Open Door’s initiatives include adult learning; workforce development; life skills training; computer literacy; family services, information and referral.
“We also place a strong emphasis on emergency compassion outreach and strategic community organizing,” Simpson adds. “In the final analysis, we’re convinced that if you help parents and adults with their education, employment, housing and other ‘felt need’ issues, you really are helping the whole family and the larger community.”
Simpson saw that happen when Open Door helped a 45-year-old man find a full-time job for the first time in his life.
“We helped him develop a resume, strengthened his soft skills (appearance habits, ability to fill out forms, communication and motivation skills) and practiced interviewing with him,” Simpson says. “It felt really good to know that we helped him get meaningful employment.”
In spite of the great challenges they face, the people Open Door serves are remarkably proud, resilient, determined and optimistic, Simpson says.
“Most believe life can be better for their families. Nearly all just need a helping hand from someone who cares,” he notes.
Because the need in the community is so great, Simpson describes Open Door’s ministry as a “long-term proposition.”
“Our goal is to not only provide short-term emergency relief, but to also form relationships that can help lead to larger life solutions for those in need,” he says.
It is necessary to build trust in the community, and it takes time for Open Door to be a place people turn to if they need food for the day or simply somebody to talk with, Simpson says.
“We may not be fully resourced, but they can see us work to help them,” he says.

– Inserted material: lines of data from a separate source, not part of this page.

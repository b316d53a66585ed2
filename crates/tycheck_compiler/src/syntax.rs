//! Syntax diagnostics derived from a tree-sitter parse tree.

use std::collections::HashSet;

use tree_sitter::{Node, Tree};
use tycheck_diagnostics::DiagnosticCode;

use crate::analysis::{ByteRange, CachedDiagnostic};

/// Collects syntax errors and the per-node checks that need no other file.
///
/// - `MISSING` tokens become "'x' expected." (or "Identifier expected."),
///   reported at the token that follows the gap.
/// - `ERROR` nodes are reported once. A JSX closing tag left without its `>`
///   is reported as "'>' expected." at the token after the tag name; any
///   other region is reported at its first token. Nothing inside an `ERROR`
///   node is inspected further.
/// - JSX elements whose closing tag does not match the opening tag.
/// - `require("x")` calls get a conversion suggestion.
pub fn collect(tree: &Tree, src: &str) -> Vec<CachedDiagnostic> {
    let root = tree.root_node();
    let mut diags = Vec::new();
    let mut reported = HashSet::new();
    let mut cursor = root.walk();
    let mut stack = vec![root];

    while let Some(node) = stack.pop() {
        if node.is_error() {
            let diag = unexpected_tokens(root, node, src);
            if reported.insert(diag.range.start) {
                diags.push(diag);
            }
            continue;
        }
        if node.is_missing() {
            let diag = missing_token(root, node, src);
            if reported.insert(diag.range.start) {
                diags.push(diag);
            }
            continue;
        }
        match node.kind() {
            "jsx_element" => check_jsx_element(node, src, &mut diags),
            "call_expression" => check_require(node, src, &mut diags),
            _ => {}
        }
        let children: Vec<Node<'_>> = node.children(&mut cursor).collect();
        stack.extend(children.into_iter().rev());
    }
    diags
}

/// Returns the source text of a node.
pub(crate) fn text<'a>(node: Node<'_>, src: &'a str) -> &'a str {
    src.get(node.byte_range()).unwrap_or("")
}

fn first_leaf(node: Node<'_>) -> Node<'_> {
    let mut current = node;
    loop {
        let mut cursor = current.walk();
        let first = current.children(&mut cursor).next();
        match first {
            Some(child) => current = child,
            None => return current,
        }
    }
}

/// The token starting at the first non-whitespace byte at or after `from`.
///
/// Falls back to a single character when no leaf starts there, and to an
/// empty range at end of input.
fn next_token(root: Node<'_>, src: &str, from: usize) -> ByteRange {
    let rest = src.get(from..).unwrap_or("");
    let Some((offset, ch)) = rest.char_indices().find(|(_, c)| !c.is_whitespace()) else {
        return ByteRange::new(src.len() as u32, src.len() as u32);
    };
    let pos = from + offset;
    if let Some(leaf) = root.descendant_for_byte_range(pos, pos + ch.len_utf8()) {
        if leaf.child_count() == 0 && leaf.start_byte() == pos && leaf.end_byte() > pos {
            return ByteRange::of_node(leaf);
        }
    }
    ByteRange::new(pos as u32, (pos + ch.len_utf8()) as u32)
}

fn missing_token(root: Node<'_>, node: Node<'_>, src: &str) -> CachedDiagnostic {
    let kind = node.kind();
    let range = next_token(root, src, node.start_byte());
    if kind.contains("identifier") {
        CachedDiagnostic::error(
            DiagnosticCode::IDENTIFIER_EXPECTED,
            "Identifier expected.",
            range,
        )
    } else if node.is_named() {
        CachedDiagnostic::error(
            DiagnosticCode::EXPRESSION_EXPECTED,
            "Expression expected.",
            range,
        )
    } else {
        CachedDiagnostic::error(
            DiagnosticCode::TOKEN_EXPECTED,
            format!("'{kind}' expected."),
            range,
        )
    }
}

fn unexpected_tokens(root: Node<'_>, node: Node<'_>, src: &str) -> CachedDiagnostic {
    if let Some(name_end) = unterminated_closing_tag(node, src) {
        return CachedDiagnostic::error(
            DiagnosticCode::TOKEN_EXPECTED,
            "'>' expected.",
            next_token(root, src, name_end),
        );
    }
    let leaf = first_leaf(node);
    let range = if leaf.end_byte() > leaf.start_byte() {
        ByteRange::of_node(leaf)
    } else {
        next_token(root, src, node.start_byte())
    };
    let top_level = node.parent().map_or(true, |p| p.kind() == "program");
    if top_level {
        CachedDiagnostic::error(
            DiagnosticCode::DECLARATION_EXPECTED,
            "Declaration or statement expected.",
            range,
        )
    } else {
        CachedDiagnostic::error(
            DiagnosticCode::EXPRESSION_EXPECTED,
            "Expression expected.",
            range,
        )
    }
}

/// Finds a `</name` inside an error region that is not followed by `>`.
///
/// Recovery often swallows the whole statement around such a tag, and the
/// tokens inside the region are not reliably lexed as JSX, so the tag is
/// located in the text. The region is widened to the start of the next
/// sibling. Returns the offset just past the tag name.
fn unterminated_closing_tag(node: Node<'_>, src: &str) -> Option<usize> {
    let bytes = src.as_bytes();
    let end = node
        .next_sibling()
        .map(|n| n.start_byte())
        .or_else(|| node.parent().map(|p| p.end_byte()))
        .unwrap_or(node.end_byte())
        .max(node.end_byte())
        .min(src.len());
    let mut at = node.start_byte();
    while let Some(found) = src.get(at..end).and_then(|window| window.find("</")) {
        let open = at + found;
        let name_start = skip_whitespace(bytes, open + 2);
        let mut name_end = name_start;
        while bytes.get(name_end).copied().is_some_and(is_tag_name_byte) {
            name_end += 1;
        }
        let after = skip_whitespace(bytes, name_end);
        if name_end > name_start && bytes.get(after) != Some(&b'>') {
            return Some(name_end);
        }
        at = open + 2;
    }
    None
}

fn skip_whitespace(bytes: &[u8], mut pos: usize) -> usize {
    while bytes.get(pos).is_some_and(u8::is_ascii_whitespace) {
        pos += 1;
    }
    pos
}

fn is_tag_name_byte(b: u8) -> bool {
    b.is_ascii_alphanumeric() || matches!(b, b'_' | b'$' | b'-' | b'.' | b':')
}

fn child_of_kind<'t>(node: Node<'t>, kind: &str) -> Option<Node<'t>> {
    let mut cursor = node.walk();
    let found = node.children(&mut cursor).find(|c| c.kind() == kind);
    found
}

/// Returns the first named child of a node.
pub(crate) fn first_named_child(node: Node<'_>) -> Option<Node<'_>> {
    let mut cursor = node.walk();
    let first = node.named_children(&mut cursor).next();
    first
}

fn tag_name(tag: Node<'_>) -> Option<Node<'_>> {
    tag.child_by_field_name("name")
        .or_else(|| first_named_child(tag))
        .filter(|n| !n.is_missing() && n.end_byte() > n.start_byte())
}

fn check_jsx_element(node: Node<'_>, src: &str, diags: &mut Vec<CachedDiagnostic>) {
    let open = node
        .child_by_field_name("open_tag")
        .or_else(|| child_of_kind(node, "jsx_opening_element"));
    let close = node
        .child_by_field_name("close_tag")
        .or_else(|| child_of_kind(node, "jsx_closing_element"));
    let (Some(open), Some(close)) = (open, close) else {
        return;
    };
    let (Some(open_name), Some(close_name)) = (tag_name(open), tag_name(close)) else {
        return;
    };
    let expected = text(open_name, src);
    if expected == text(close_name, src) {
        return;
    }
    diags.push(
        CachedDiagnostic::error(
            DiagnosticCode::JSX_CLOSING_TAG_MISMATCH,
            format!("Expected corresponding JSX closing tag for '{expected}'."),
            ByteRange::of_node(close_name),
        )
        .with_related(
            ByteRange::of_node(open_name),
            format!(
                "The parser expected to find a '</{expected}>' to match the '<{expected}>' token here."
            ),
        ),
    );
}

fn check_require(node: Node<'_>, src: &str, diags: &mut Vec<CachedDiagnostic>) {
    let Some(function) = node.child_by_field_name("function") else {
        return;
    };
    if function.kind() != "identifier" || text(function, src) != "require" {
        return;
    }
    let has_string_arg = node
        .child_by_field_name("arguments")
        .and_then(first_named_child)
        .is_some_and(|arg| arg.kind() == "string");
    if has_string_arg {
        diags.push(CachedDiagnostic::suggestion(
            DiagnosticCode::REQUIRE_TO_IMPORT,
            "'require' call may be converted to an import.",
            ByteRange::of_node(node),
        ));
    }
}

To that end, according to a statement on its web site, Open Doors “works collaboratively with schools, civic groups, businesses, foundations, government agencies, congregations and other nonprofits to identify resources, build community capacity and coordinate solution-focused holistic responses to community needs.”
As part of their mission to offer compassion and encouragement to hurting people, Open Door provides limited “emergency” food, clothing and financial assistance to families in crisis. Like other nonprofits, Open Door can keep its doors open only through the generosity of others.
“It is only through the donations of food, clothing and financial support from our many friends and partners that we are able to provide emergency assistance,” Simpson says. “Because we greatly appreciate their generosity, we make every attempt to be good stewards of our emergency relief resources.
Sometimes that generosity takes the form encouraging others to help, Simpson adds.
“Never underestimate your influence with others,” he says. “Many of our current individual and congregational donors first became interested in supporting Open Door because someone encouraged them to get involved.”
(EDITOR’S NOTE — Baker is the national correspondent for BaptistLIFE, newsjournal of the Baptist Convention of Maryland/Delaware.)